Всесоюзная перепись населения, организованная и проанализированная в соответствии с непреложными марксистскими принципами, была проведена в 1926 г., ее итоги опубликованы в 56 томах. В качестве базовых социально-экономических категорий в ней рассматривались наемные работники (пролетариат), с одной стороны, и «хозяева», городские и сельские, — с другой. Во второй группе, включавшей наряду с городскими ремесленниками и дельцами все крестьянство[61], те, кто нанимал работников (капиталисты!), строго отделялись от тех, кто трудился в одиночку или с помощью членов семьи{132}. Эта перепись, которую вдоль и поперек изучали и анализировали демографы, социологи, журналисты и политики тех лет, стала большим шагом вперед в деле «восстановления марксистской классовости»{133}. Разумеется, она не могла создать классы в реальном мире, зато создала нечто вроде, так сказать, виртуальных классов: статистическую репрезентацию, позволявшую советским марксистам (и будущим поколениям историков) исходить из предпосылки, что в России было классовое общество.
Паспорт и сталинистская сословность
В конце 1932 г. советское правительство впервые после падения старого режима ввело внутренние паспорта. Это была реакция на явную угрозу наплыва беженцев из охваченной голодом деревни в города, и так уже сверх всякой меры перенаселенные в результате массовых миграций в связи с коллективизацией и стремительным развитием промышленности в годы первой пятилетки. Вместе с тем данная мера оказалась некой вехой в эволюции новой советской сословности. Паспорта царского времени идентифицировали своих владельцев по сословной принадлежности, новые советские паспорта точно так же идентифицировали их по «социальному» (т. е., по сути, классовому) положению[62].

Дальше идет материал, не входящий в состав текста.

// ============================================================================
// Strict linting - Dangerous or non-idiomatic practices are forbidden
// ============================================================================

#![deny(warnings)]                    // All warnings are treated as errors
#![deny(unsafe_code)]                 // Unsafe code is forbidden
#![deny(missing_docs)]                // All public items must be documented
#![deny(dead_code)]                   // Unused code is forbidden
#![deny(non_camel_case_types)]        // Types must follow CamelCase convention

// Additional strictness - Leave nothing unchecked
#![deny(unused_imports)]              // Unused imports are forbidden
#![deny(unused_variables)]            // Unused variables are forbidden
#![deny(unused_must_use)]             // Must handle Result and Option explicitly
#![deny(non_snake_case)]              // Variables and functions must be snake_case
#![deny(non_upper_case_globals)]      // Constants must be UPPER_CASE
#![deny(nonstandard_style)]           // Non-standard code style is forbidden
#![forbid(unsafe_op_in_unsafe_fn)]    // Unsafe ops in unsafe fns are forbidden

// Clippy lints (warnings only)
#![warn(clippy::all)]                 // All standard Clippy lints
#![warn(clippy::pedantic)]            // Very strict Clippy lints
#![warn(clippy::nursery)]             // Experimental lints
#![warn(clippy::unwrap_used)]         // unwrap() warning
#![warn(clippy::expect_used)]         // expect() warning
#![warn(clippy::panic)]               // panic!() warning
#![warn(clippy::print_stdout)]        // println!() warning
#![warn(clippy::todo)]                // TODO warning
#![warn(clippy::unimplemented)]       // unimplemented!() warning
#![warn(clippy::missing_const_for_fn)] // Force const when possible
#![warn(clippy::unwrap_in_result)]    // unwrap() in Result warning
#![warn(clippy::module_inception)]    // Module with same name as crate warning
#![warn(clippy::redundant_clone)]     // Useless clones warning
#![warn(clippy::too_many_arguments)]  // Limit function arguments
#![warn(clippy::cognitive_complexity)] // Limit cognitive complexity
#![cfg_attr(test, allow(clippy::unwrap_used, clippy::expect_used, clippy::panic))]

// Safety and robustness lints
#![deny(overflowing_literals)]        // Overflowing literals are forbidden
#![deny(arithmetic_overflow)]         // Arithmetic overflow is forbidden

// ============================================================================
// Crate Documentation
// ============================================================================

//! # modkit
//!
//! A declarative build and deploy engine for platform resource configuration.
//!
//! ## Overview
//!
//! Resources are declared as YAML files grouped into modules. modkit:
//!
//! - Discovers modules and their resource folders under a root directory
//! - Resolves `{{ variable }}` placeholders from an environment config
//! - Validates every declaration and checks cross-resource dependencies
//! - Writes a deterministic build directory
//! - Deploys or cleans the build by diffing against the platform
//!
//! ## Architecture
//!
//! The build side never talks to the platform, except for the optional
//! dependency check. The deploy side reads only the build directory:
//!
//! 1. **Build**: modules and `config.<env>.yaml` to a build directory
//! 2. **Plan**: the build directory against the platform's current records
//! 3. **Execute**: creates, updates and deletes in dependency order
//!
//! ## Modules
//!
//! - [`config`]: Environment configuration and platform settings
//! - [`build`]: Discovery, variable resolution, validation and build output
//! - [`resources`]: Resource kinds, identifiers and descriptors
//! - [`platform`]: Platform API trait and HTTP client
//! - [`planner`]: Diff computation, planning and execution
//! - [`deployer`]: Orchestration of the build, deploy and clean commands
//! - [`cli`]: Command-line interface
//!
//! ## Example
//!
//! ```yaml
//! # config.dev.yaml
//! environment:
//!   name: dev
//!   project: my-project
//! variables:
//!   modules:
//!     common:
//!       dataset: ds_common
//! ```
//!
//! ```yaml
//! # modules/common/data_sets/common.yaml
//! externalId: "{{ dataset }}"
//! name: Common
//! ```

// ============================================================================
// Modules
// ============================================================================

pub mod build;
pub mod cli;
pub mod config;
pub mod deployer;
pub mod error;
pub mod planner;
pub mod platform;
pub mod resources;

// ============================================================================
// Re-exports
// ============================================================================

pub use build::{BuildContext, BuildIssue, IssueCode, IssueCollector, Severity};
pub use cli::{Cli, Commands, OutputFormatter};
pub use config::{ConfigParser, EnvironmentConfig, PlatformSettings};
pub use deployer::{BuildOptions, BuildOutcome, DeployOptions, DeployOutcome, Deployer};
pub use error::{ModkitError, Result};
pub use planner::{DeploymentPlan, DiffEngine, ExecutionReport, PlanExecutor, Planner};
pub use platform::{PlatformApi, PlatformClient};
pub use resources::{DescriptorRegistry, FolderKind, Identifier, ResourceKind};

Рис. 3. «Напраслина». Рис. Б. Клинча (Крокодил. 1935. № 23. С. 14)
Примечательная черта новой паспортной системы заключалась в том, что паспорта вместе с городской пропиской выдавались городским жителям органами ОГПУ (предшественника НКВД и КГБ), а крестьяне не получали паспортов автоматически. Как и при царизме, сельские жители должны были обращаться за паспортом к местным властям перед отъездом на временную или постоянную работу за пределы своего района, и просьбы их не всегда удовлетворялись. Колхозники нуждались также в разрешении колхоза на отъезд, совсем как в былую пору круговой поруки[63], когда членам общины, чтобы покинуть ее, требовалось разрешение от мира. Таким образом, крестьянство было поставлено в юридически особое (и, конечно, низшее) положение, и здесь трудно не заметить сословного подтекста. В течение 1930-х гг. правила выдачи паспортов не претерпели существенных изменений, невзирая на принцип равноправия, который Конституция 1936 г. провозгласила основой советского государства и права.